During the nasty USSR days one can recall seeing the queus at shops and although bread very cheap it was a vivid display of how bad things were under the Reds. In the 60's and 70's traffic on roads was very light and all the shops belonged to the State as did homes as private stuff was illegal. Today big cities like St Petersburg and Moscow are chock-a-block with traffic.Shopping, restaurants and s on everywhere. The place is far more alive and broader than the Red days. I was surprised recently to find out that Yeltsin had wanted to bring in a referendum the monarchy being returned but sussed that would be erroneous s fst too soon after the collapse of the Communist dictatorship. A year ago a relation sent me a link to a mass demonstration in support of the monarchy running well into six figures and stretched for miles  Even when St Petersburg voted to bring back it's pre-revolution name was a surprise. The orthodox Church has flourished and gets support from the President and others. Pre-1917 flag, coat of arms and even uniforms are all here again. I am not saying the Romanovs will return some time soon but in several places there have other surprises on the net. Statues and memorials to Nicholas 2nd popping up and dedicated by the church, etc.

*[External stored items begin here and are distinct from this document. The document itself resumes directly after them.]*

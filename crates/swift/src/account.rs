//! Account operations

use reqwest::Method;

use sc_core::{container_error_map, Account, Headers, Result};

use crate::connection::{Connection, RequestOpts};

impl Connection {
    /// Info about this account, with its headers
    ///
    /// Use [`Headers::account_metadata`] to read the metadata out of the
    /// returned headers.
    pub async fn account(&self) -> Result<(Account, Headers)> {
        let resp = self
            .call(RequestOpts {
                operation: Method::HEAD,
                error_map: Some(container_error_map),
                no_response: true,
                ..Default::default()
            })
            .await?;
        let account = Account {
            bytes_used: resp.headers.get_i64("X-Account-Bytes-Used")?,
            containers: resp.headers.get_i64("X-Account-Container-Count")?,
            objects: resp.headers.get_i64("X-Account-Object-Count")?,
        };
        Ok((account, resp.headers))
    }

    /// Add, replace or remove account metadata
    ///
    /// The POST replaces the entire metadata set: build the headers with
    /// [`sc_core::Metadata::account_headers`] and leave out keys to delete
    /// them.
    pub async fn account_update(&self, headers: Headers) -> Result<()> {
        self.call(RequestOpts {
            operation: Method::POST,
            headers: Some(headers),
            error_map: Some(container_error_map),
            no_response: true,
            ..Default::default()
        })
        .await?;
        Ok(())
    }
}
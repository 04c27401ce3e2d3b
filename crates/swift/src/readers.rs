//! Stream wrappers guarding against stalled peers
//!
//! Two wrappers with different jobs:
//!
//! - [`TimeoutReader`] bounds each read on a response body. If the inner read
//!   has made no progress by the deadline the read fails with
//!   `io::ErrorKind::TimedOut`.
//! - [`WatchdogReader`] wraps a request body and keeps a shared [`Watchdog`]
//!   deadline fresh while data flows. The pipeline races the in-flight
//!   request against [`Watchdog::expired`] and drops it when the deadline
//!   passes. Reads are clamped to 1 MiB: the transport can report progress at
//!   the syscall layer while no bytes move for seconds, and the clamp bounds
//!   that blind window.

use std::future::Future;
use std::io;
use std::pin::Pin;
use std::task::{Context, Poll};
use std::time::Duration;

use tokio::io::{AsyncRead, ReadBuf};
use tokio::sync::watch;
use tokio::time::{sleep_until, Instant, Sleep};

/// Never read more than this many bytes between watchdog kicks
pub(crate) const WATCHDOG_CHUNK_SIZE: usize = 1 << 20;

/// An `AsyncRead` whose individual reads obey an idle timeout
pub(crate) struct TimeoutReader<R> {
    inner: R,
    timeout: Duration,
    sleep: Option<Pin<Box<Sleep>>>,
    on_timeout: Option<Box<dyn Fn() + Send + Sync>>,
}

impl<R> TimeoutReader<R> {
    pub(crate) fn new(inner: R, timeout: Duration) -> Self {
        Self {
            inner,
            timeout,
            sleep: None,
            on_timeout: None,
        }
    }

    /// Install a hook invoked once when a read times out
    ///
    /// The pipeline relies on drop semantics to tear the connection down;
    /// this is for callers that need to observe the abort.
    #[allow(dead_code)]
    pub(crate) fn with_cancel(mut self, cancel: impl Fn() + Send + Sync + 'static) -> Self {
        self.on_timeout = Some(Box::new(cancel));
        self
    }
}

impl<R: AsyncRead + Unpin> AsyncRead for TimeoutReader<R> {
    fn poll_read(
        self: Pin<&mut Self>,
        cx: &mut Context<'_>,
        buf: &mut ReadBuf<'_>,
    ) -> Poll<io::Result<()>> {
        let this = self.get_mut();
        // Arm the deadline at the start of each logical read
        if this.sleep.is_none() {
            this.sleep = Some(Box::pin(tokio::time::sleep(this.timeout)));
        }
        match Pin::new(&mut this.inner).poll_read(cx, buf) {
            Poll::Ready(res) => {
                this.sleep = None;
                Poll::Ready(res)
            }
            Poll::Pending => {
                let expired = this
                    .sleep
                    .as_mut()
                    .map(|s| s.as_mut().poll(cx).is_ready())
                    .unwrap_or(false);
                if expired {
                    this.sleep = None;
                    if let Some(cancel) = this.on_timeout.take() {
                        cancel();
                    }
                    tracing::debug!("read timed out waiting for response data");
                    return Poll::Ready(Err(io::Error::new(
                        io::ErrorKind::TimedOut,
                        "no data received within the timeout",
                    )));
                }
                Poll::Pending
            }
        }
    }
}

/// Shared deadline a [`WatchdogReader`] keeps pushing forward
pub(crate) struct Watchdog {
    tx: watch::Sender<Instant>,
}

impl Watchdog {
    /// Create a watchdog armed `timeout` from now, and the receiver the
    /// monitor side waits on.
    pub(crate) fn new(timeout: Duration) -> (Self, watch::Receiver<Instant>) {
        let (tx, rx) = watch::channel(Instant::now() + timeout);
        (Self { tx }, rx)
    }

    /// Push the deadline `timeout` into the future
    pub(crate) fn kick(&self, timeout: Duration) {
        let _ = self.tx.send(Instant::now() + timeout);
    }

    /// Resolves when the deadline passes without being kicked again. If every
    /// sender is gone the last armed deadline still stands.
    pub(crate) async fn expired(mut rx: watch::Receiver<Instant>) {
        loop {
            let deadline = *rx.borrow_and_update();
            match tokio::time::timeout_at(deadline, rx.changed()).await {
                // Deadline passed; a kick may have landed while we slept
                Err(_) => {
                    if *rx.borrow() == deadline {
                        return;
                    }
                }
                // Kicked: pick up the new deadline
                Ok(Ok(())) => {}
                // Sender gone: the last armed deadline stands
                Ok(Err(_)) => {
                    sleep_until(deadline).await;
                    return;
                }
            }
        }
    }
}

/// An `AsyncRead` which kicks a watchdog whenever data is read
pub(crate) struct WatchdogReader<R> {
    inner: R,
    timeout: Duration,
    watchdog: Watchdog,
    in_read: bool,
    scratch: Vec<u8>,
}

impl<R> WatchdogReader<R> {
    pub(crate) fn new(inner: R, timeout: Duration, watchdog: Watchdog) -> Self {
        Self {
            inner,
            timeout,
            watchdog,
            in_read: false,
            scratch: Vec::new(),
        }
    }
}

impl<R: AsyncRead + Unpin> AsyncRead for WatchdogReader<R> {
    fn poll_read(
        self: Pin<&mut Self>,
        cx: &mut Context<'_>,
        buf: &mut ReadBuf<'_>,
    ) -> Poll<io::Result<()>> {
        let this = self.get_mut();
        // The deadline runs while the read is outstanding; kick once when it
        // starts and again when it completes, not on every poll.
        if !this.in_read {
            this.watchdog.kick(this.timeout);
            this.in_read = true;
        }

        let res = if buf.remaining() <= WATCHDOG_CHUNK_SIZE {
            Pin::new(&mut this.inner).poll_read(cx, buf)
        } else {
            if this.scratch.len() < WATCHDOG_CHUNK_SIZE {
                this.scratch.resize(WATCHDOG_CHUNK_SIZE, 0);
            }
            let mut clamped = ReadBuf::new(&mut this.scratch[..WATCHDOG_CHUNK_SIZE]);
            match Pin::new(&mut this.inner).poll_read(cx, &mut clamped) {
                Poll::Ready(Ok(())) => {
                    buf.put_slice(clamped.filled());
                    Poll::Ready(Ok(()))
                }
                other => other,
            }
        };

        if res.is_ready() {
            this.watchdog.kick(this.timeout);
            this.in_read = false;
        }
        res
    }
}
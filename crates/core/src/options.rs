//! Listing options
//!
//! Options for container and object listings, serialized into the query
//! parameters the server understands. Zero/empty fields are omitted.

use crate::headers::Headers;

/// Default page size used by the `*_all` pagination helpers
pub const DEFAULT_LISTING_LIMIT: u32 = 10_000;

/// Options for container listings
#[derive(Debug, Clone, Default)]
pub struct ContainersOpts {
    /// Limit the number of results to at most this many values
    pub limit: Option<u32>,

    /// Return container names greater in value than this marker
    pub marker: Option<String>,

    /// Return container names less in value than this marker
    pub end_marker: Option<String>,

    /// Any additional HTTP headers
    pub headers: Option<Headers>,
}

impl ContainersOpts {
    /// Query parameters for this listing
    pub fn parse(&self) -> Vec<(String, String)> {
        let mut v = Vec::new();
        if let Some(limit) = self.limit {
            if limit > 0 {
                v.push(("limit".to_string(), limit.to_string()));
            }
        }
        push_opt(&mut v, "marker", &self.marker);
        push_opt(&mut v, "end_marker", &self.end_marker);
        v
    }
}

/// Options for object listings
#[derive(Debug, Clone, Default)]
pub struct ObjectsOpts {
    /// Limit the number of results to at most this many values
    pub limit: Option<u32>,

    /// Return object names greater in value than this marker
    pub marker: Option<String>,

    /// Return object names less in value than this marker
    pub end_marker: Option<String>,

    /// Limit results to object names beginning with this substring
    pub prefix: Option<String>,

    /// Return the object names nested in this pseudo path
    pub path: Option<String>,

    /// Collapse object names nested past this character into `subdir` rows
    pub delimiter: Option<char>,

    /// Any additional HTTP headers
    pub headers: Option<Headers>,
}

impl ObjectsOpts {
    /// Query parameters for this listing
    pub fn parse(&self) -> Vec<(String, String)> {
        let mut v = Vec::new();
        if let Some(limit) = self.limit {
            if limit > 0 {
                v.push(("limit".to_string(), limit.to_string()));
            }
        }
        push_opt(&mut v, "marker", &self.marker);
        push_opt(&mut v, "end_marker", &self.end_marker);
        push_opt(&mut v, "prefix", &self.prefix);
        push_opt(&mut v, "path", &self.path);
        if let Some(delimiter) = self.delimiter {
            v.push(("delimiter".to_string(), delimiter.to_string()));
        }
        v
    }
}

fn push_opt(v: &mut Vec<(String, String)>, name: &str, value: &Option<String>) {
    if let Some(value) = value {
        if !value.is_empty() {
            v.push((name.to_string(), value.clone()));
        }
    }
}

#[cfg(test)]
mod tests {
    use super::*;

    #[test]
    fn test_containers_opts_empty() {
        assert!(ContainersOpts::default().parse().is_empty());
    }

    #[test]
    fn test_containers_opts_full() {
        let opts = ContainersOpts {
            limit: Some(100),
            marker: Some("m".to_string()),
            end_marker: Some("z".to_string()),
            headers: None,
        };
        assert_eq!(
            opts.parse(),
            vec![
                ("limit".to_string(), "100".to_string()),
                ("marker".to_string(), "m".to_string()),
                ("end_marker".to_string(), "z".to_string()),
            ]
        );
    }

    #[test]
    fn test_objects_opts() {
        let opts = ObjectsOpts {
            prefix: Some("photos/".to_string()),
            delimiter: Some('/'),
            ..Default::default()
        };
        assert_eq!(
            opts.parse(),
            vec![
                ("prefix".to_string(), "photos/".to_string()),
                ("delimiter".to_string(), "/".to_string()),
            ]
        );
    }

    #[test]
    fn test_zero_limit_omitted() {
        let opts = ObjectsOpts {
            limit: Some(0),
            ..Default::default()
        };
        assert!(opts.parse().is_empty());
    }
}
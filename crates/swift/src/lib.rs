//! sc-swift: OpenStack Swift / Rackspace Cloud Files client
//!
//! This crate provides the client proper, layered over the types in
//! [`sc_core`]:
//! - v1/v2/v3 authentication against the identity service
//! - The request pipeline with transparent reauthentication and stall
//!   watchdogs
//! - Account, container and object operations with paginated listings
//! - Streaming single-object reads (with seek) and writes, MD5 verified
//! - Dynamic and static large objects: segmented writes, append, partial
//!   rewrite, move and consistent delete
//!
//! # Usage
//!
//! ```no_run
//! use sc_swift::{Connection, ConnectionBuilder};
//!
//! # async fn example() -> sc_core::Result<()> {
//! let conn = ConnectionBuilder::new()
//!     .user_name("demo")
//!     .api_key("secret")
//!     .auth_url("https://identity.example.com/v3")
//!     .build()?;
//!
//! conn.container_create("backups", None).await?;
//! conn.object_put_string("backups", "hello.txt", "hello", "").await?;
//! let body = conn.object_get_string("backups", "hello.txt").await?;
//! assert_eq!(body, "hello");
//! # Ok(())
//! # }
//! ```

mod account;
mod auth;
mod connection;
mod container;
mod info;
mod largeobject;
mod object;
mod readers;

pub use auth::{AuthRequest, AuthVersion, Authenticator, EndpointType};
pub use connection::{
    Connection, ConnectionBuilder, DEFAULT_CONNECT_TIMEOUT, DEFAULT_RETRIES, DEFAULT_TIMEOUT,
    DEFAULT_USER_AGENT,
};
pub use info::ServerInfo;
pub use largeobject::{
    BufferedLargeObjectFile, BulkDeleteResult, DynamicLargeObjectCreateFile, LargeObjectFile,
    LargeObjectOpts, SegmentInfo, StaticLargeObjectCreateFile, DEFAULT_CHUNK_SIZE,
};
pub use object::{ObjectCreateFile, ObjectOpenFile};

// The core types travel with the client for convenience
pub use sc_core::{
    Account, Container, ContainersOpts, Error, Headers, Metadata, Object, ObjectType, ObjectsOpts,
    Result,
};
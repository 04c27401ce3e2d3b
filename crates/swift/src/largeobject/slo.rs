//! Static large objects
//!
//! The manifest body is a JSON array naming each segment with its size and
//! hash, uploaded with `multipart-manifest=put`; the server verifies every
//! entry. Requires the `slo` middleware, discovered through `/info`.

use std::io::SeekFrom;

use async_trait::async_trait;

use sc_core::{Error, Result};

use super::{with_buffer, LargeObjectCore, LargeObjectFile, LargeObjectOpts};
use crate::connection::Connection;

/// An open static large object
pub struct StaticLargeObjectCreateFile<'a> {
    core: LargeObjectCore<'a>,
}

impl Connection {
    /// Open a static large object for writing
    ///
    /// Fails with `SloNotSupported` when the server does not advertise the
    /// `slo` middleware. The minimum chunk size is raised to the server's
    /// reported minimum segment size.
    pub async fn static_large_object_create_file(
        &self,
        opts: &LargeObjectOpts,
    ) -> Result<Box<dyn LargeObjectFile + '_>> {
        let info = self
            .cached_query_info()
            .await
            .map_err(|_| Error::SloNotSupported)?;
        if !info.supports_slo() {
            return Err(Error::SloNotSupported);
        }
        let mut opts = opts.clone();
        let server_min = info.slo_min_segment_size();
        if server_min > opts.min_chunk_size {
            opts.min_chunk_size = server_min;
        }
        let core = self.large_object_create(&opts, true).await?;
        Ok(with_buffer(
            &opts,
            Box::new(StaticLargeObjectCreateFile { core }),
        ))
    }

    /// Create or truncate a static large object
    pub async fn static_large_object_create(
        &self,
        opts: &LargeObjectOpts,
    ) -> Result<Box<dyn LargeObjectFile + '_>> {
        let mut opts = opts.clone();
        opts.truncate = true;
        self.static_large_object_create_file(&opts).await
    }

    /// Delete a static large object and all of its segments
    pub async fn static_large_object_delete(
        &self,
        container: &str,
        object_name: &str,
    ) -> Result<()> {
        let info = self
            .cached_query_info()
            .await
            .map_err(|_| Error::SloNotSupported)?;
        if !info.supports_slo() {
            return Err(Error::SloNotSupported);
        }
        self.large_object_delete(container, object_name).await
    }

    /// Move a static large object without copying its segments
    ///
    /// Writes a new manifest at the destination referencing the same
    /// segment objects, keeping the content type and object metadata while
    /// dropping request-identity headers, then deletes the source manifest.
    pub async fn static_large_object_move(
        &self,
        src_container: &str,
        src_object_name: &str,
        dst_container: &str,
        dst_object_name: &str,
    ) -> Result<()> {
        let info = self
            .cached_query_info()
            .await
            .map_err(|_| Error::SloNotSupported)?;
        if !info.supports_slo() {
            return Err(Error::SloNotSupported);
        }
        let (object_info, headers) = self.object(src_container, src_object_name).await?;
        let (segment_container, segments) = self
            .get_all_segments(src_container, src_object_name, &headers)
            .await?;
        // Only metadata is safe to carry over; the server regenerates the
        // request-identity headers
        let carried = headers.object_metadata().object_headers();
        self.create_slo_manifest(
            dst_container,
            dst_object_name,
            &object_info.content_type,
            &segment_container,
            &segments,
            Some(carried),
        )
        .await?;
        self.object_delete(src_container, src_object_name).await
    }
}

#[async_trait]
impl LargeObjectFile for StaticLargeObjectCreateFile<'_> {
    async fn write(&mut self, buf: &[u8]) -> Result<usize> {
        self.core.write(buf).await
    }

    async fn seek(&mut self, pos: SeekFrom) -> Result<u64> {
        self.core.seek(pos)
    }

    async fn flush(&mut self) -> Result<()> {
        self.core
            .conn
            .create_slo_manifest(
                &self.core.container,
                &self.core.object_name,
                &self.core.content_type,
                &self.core.segment_container,
                &self.core.segments,
                Some(self.core.headers.clone()),
            )
            .await?;
        self.core
            .conn
            .wait_for_object_size(&self.core.container, &self.core.object_name, self.core.size())
            .await
    }

    async fn close(&mut self) -> Result<()> {
        self.flush().await
    }

    fn size(&self) -> u64 {
        self.core.size()
    }
}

Putin ensured that a memorial statue was raised recently to mark the Tsarist prime minister Pyotr Stolypin and a couple appeared elsewhere in the Federation. Stolypin a strong monarchist was also a progressive man was forthright in moving the country forward and encouraging the more progressive and ambitious country peasantry to buy land. They even created a Peasants Bank where very, very low rates gave hundreds of thousands of country people the right to have their own farms and so on. When Stolypin was murdered at an opera visit in front of the Imperial Family the Emperor went to visit him as he lay almost unconscious before dying to pray for him and apologise.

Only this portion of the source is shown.